Cierro los ojos y me transporto... PARÍS ... allí es donde estoy, tomando el té en un lindo café en una calle adoquinada.
Y el tiempo pasa, sin embargo para mí es como si estuviera detenido.
Se acercó EL MAGO, me dijo ¿puedo sentarme?; por supuesto le dije, estuve esperando siglos tu encuentro, en ninguna vida pude encontrarte, tenía que ser justo ahora en este lugar y con esta música de fondo; espere tanto tiempo por tus hechizos.
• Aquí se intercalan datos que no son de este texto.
use std::time::Duration;

use serde::{Deserialize, Serialize};

use acmi_telemetry::analyzer::world::DEFAULT_BULLSEYE_ID;
use acmi_telemetry::feed::{DEFAULT_PORT, RealTimeConfig};

use crate::instance::{DEFAULT_ICON_SCALE, DEFAULT_LOCK_LINE_GAIN, IconSet};
use crate::mirror::MirrorOptions;
use crate::packed::DEFAULT_CAPACITY;

/// Mirror and feed configuration, loadable from a TOML file.
///
/// All fields default to their standard values. CLI flags override config file values.
#[derive(Debug, Clone, PartialEq, Serialize, Deserialize)]
#[serde(default)]
pub struct MirrorConfig {
    // Mirror
    pub icon_set: IconSet,
    pub icon_scale: f32,
    pub initial_capacity: usize,
    pub show_velocity_vectors: bool,
    pub min_vector_cas: f64,
    pub show_lock_lines: bool,
    pub lock_line_gain: f32,
    pub bullseye_id: String,
    // Live feed
    pub host: String,
    pub port: u16,
    pub client_name: String,
    pub password: String,
    pub retries: u32,
    pub retry_delay_secs: u64,
    pub tick_rate: f64,
}

impl Default for MirrorConfig {
    fn default() -> Self {
        let feed = RealTimeConfig::default();
        Self {
            icon_set: IconSet::Classic,
            icon_scale: DEFAULT_ICON_SCALE,
            initial_capacity: DEFAULT_CAPACITY,
            show_velocity_vectors: true,
            min_vector_cas: 0.0,
            show_lock_lines: true,
            lock_line_gain: DEFAULT_LOCK_LINE_GAIN,
            bullseye_id: DEFAULT_BULLSEYE_ID.to_string(),
            host: feed.host,
            port: DEFAULT_PORT,
            client_name: feed.client_name,
            password: feed.password,
            retries: feed.retries,
            retry_delay_secs: feed.retry_delay.as_secs(),
            tick_rate: 30.0,
        }
    }
}

impl MirrorConfig {
    /// Load config from a TOML file.
    #[cfg(feature = "bin")]
    pub fn load(path: &std::path::Path) -> Result<Self, rootcause::Report> {
        use rootcause::prelude::*;
        let contents = std::fs::read_to_string(path).context("Failed to read config file")?;
        let config: Self = toml::from_str(&contents).context("Failed to parse config file")?;
        Ok(config)
    }

    pub fn mirror_options(&self) -> MirrorOptions {
        MirrorOptions {
            icon_set: self.icon_set,
            icon_scale: self.icon_scale,
            initial_capacity: self.initial_capacity,
            show_velocity_vectors: self.show_velocity_vectors,
            min_vector_cas: self.min_vector_cas,
            show_lock_lines: self.show_lock_lines,
            lock_line_gain: self.lock_line_gain,
        }
    }

    pub fn realtime_config(&self) -> RealTimeConfig {
        RealTimeConfig {
            host: self.host.clone(),
            port: self.port,
            client_name: self.client_name.clone(),
            password: self.password.clone(),
            retries: self.retries,
            retry_delay: Duration::from_secs(self.retry_delay_secs),
        }
    }

    /// Time between live-feed ticks. Non-positive rates fall back to 1 Hz.
    pub fn tick_interval(&self) -> Duration {
        if self.tick_rate > 0.0 {
            Duration::from_secs_f64(1.0 / self.tick_rate)
        } else {
            Duration::from_secs(1)
        }
    }

    /// Generate a default config file with comments.
    pub fn generate_default_toml() -> String {
        r#"# ACMI mirror configuration
# Pass with: acmi_mirror --config mirror.toml <INPUT>
# CLI flags override these values.

# Icon symbology: "classic" (shape per class) or "ntds" (shape and color per coalition)
icon_set = "classic"

# Icon size multiplier
icon_scale = 10.0

# Slots allocated up front for each packed array (grows by doubling)
initial_capacity = 64

# Draw a velocity vector for moving aircraft
show_velocity_vectors = true

# Aircraft at or below this calibrated airspeed get no velocity vector
min_vector_cas = 0.0

# Draw a line from each aircraft to the objects it has locked
show_lock_lines = true

# Lock lines are drawn this much brighter than their source
lock_line_gain = 1.2

# Object id looked up first for bearing/range readouts
bullseye_id = "7fffffffffffffff"

# Real-time telemetry server
host = "localhost"
port = 42674
client_name = "acmi_mirror"
password = ""

# Connection attempts while the server refuses, and the delay between them
retries = 5
retry_delay_secs = 10

# Live feed ticks per second
tick_rate = 30.0
"#
        .to_string()
    }

    /// Apply CLI flag overrides. Flags use negative form (--no-X disables).
    #[cfg(feature = "bin")]
    pub fn apply_cli_overrides(&mut self, matches: &clap::ArgMatches) {
        if matches.is_present("NO_VELOCITY_VECTORS") {
            self.show_velocity_vectors = false;
        }
        if matches.is_present("NO_LOCK_LINES") {
            self.show_lock_lines = false;
        }
        if let Some(Ok(icon_set)) = matches.value_of("ICON_SET").map(str::parse::<IconSet>) {
            self.icon_set = icon_set;
        }
        if let Some(Ok(scale)) = matches.value_of("ICON_SCALE").map(str::parse::<f32>) {
            self.icon_scale = scale;
        }
        if let Some(host) = matches.value_of("HOST") {
            self.host = host.to_string();
        }
        if let Some(Ok(port)) = matches.value_of("PORT").map(str::parse::<u16>) {
            self.port = port;
        }
        if let Some(password) = matches.value_of("PASSWORD") {
            self.password = password.to_string();
        }
        if let Some(client_name) = matches.value_of("CLIENT_NAME") {
            self.client_name = client_name.to_string();
        }
    }
}

#[cfg(test)]
mod tests {
    use super::*;

    #[test]
    fn options_follow_config() {
        let config = MirrorConfig {
            icon_set: IconSet::Ntds,
            show_lock_lines: false,
            ..MirrorConfig::default()
        };
        let options = config.mirror_options();
        assert_eq!(options.icon_set, IconSet::Ntds);
        assert!(!options.show_lock_lines);
        assert_eq!(options.initial_capacity, DEFAULT_CAPACITY);
    }

    #[test]
    fn realtime_settings() {
        let config = MirrorConfig {
            retry_delay_secs: 3,
            ..MirrorConfig::default()
        };
        let feed = config.realtime_config();
        assert_eq!(feed.port, DEFAULT_PORT);
        assert_eq!(feed.retry_delay, Duration::from_secs(3));
        assert_eq!(config.tick_interval(), Duration::from_secs_f64(1.0 / 30.0));

        let stalled = MirrorConfig {
            tick_rate: 0.0,
            ..MirrorConfig::default()
        };
        assert_eq!(stalled.tick_interval(), Duration::from_secs(1));
    }

    #[cfg(feature = "bin")]
    #[test]
    fn default_toml_matches_defaults() {
        let parsed: MirrorConfig = toml::from_str(&MirrorConfig::generate_default_toml()).unwrap();
        assert_eq!(parsed, MirrorConfig::default());
    }

    #[cfg(feature = "bin")]
    #[test]
    fn partial_toml_keeps_other_defaults() {
        let parsed: MirrorConfig = toml::from_str("icon_set = \"ntds\"\nport = 1234\n").unwrap();
        assert_eq!(parsed.icon_set, IconSet::Ntds);
        assert_eq!(parsed.port, 1234);
        assert!(parsed.show_velocity_vectors);
    }
}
¿Cómo que no me encontraste? estuve presente en cada acorde, cada letra de los libros que tan ansiosamente leías, en cada átomo de oxígeno, en cada gota de lluvia que cayó sobre tu pelo, si aprendes a amar lo que te rodea me encontrarás, esa es mi primer lección...
Ven caminemos...
Y caminamos tomados de la mano por las calles de EL CAIRO. Si, habíamos cambiado de ciudad simplemente cuando los artistas callejeros cambiaron de canción.
Me dijo: podemos viajar a donde queramos. Cada noche, cuando duermes estás conmigo, recuérdalo esta vez cuando despiertes y búscame luego entre la gente, me encontraras tarde o temprano.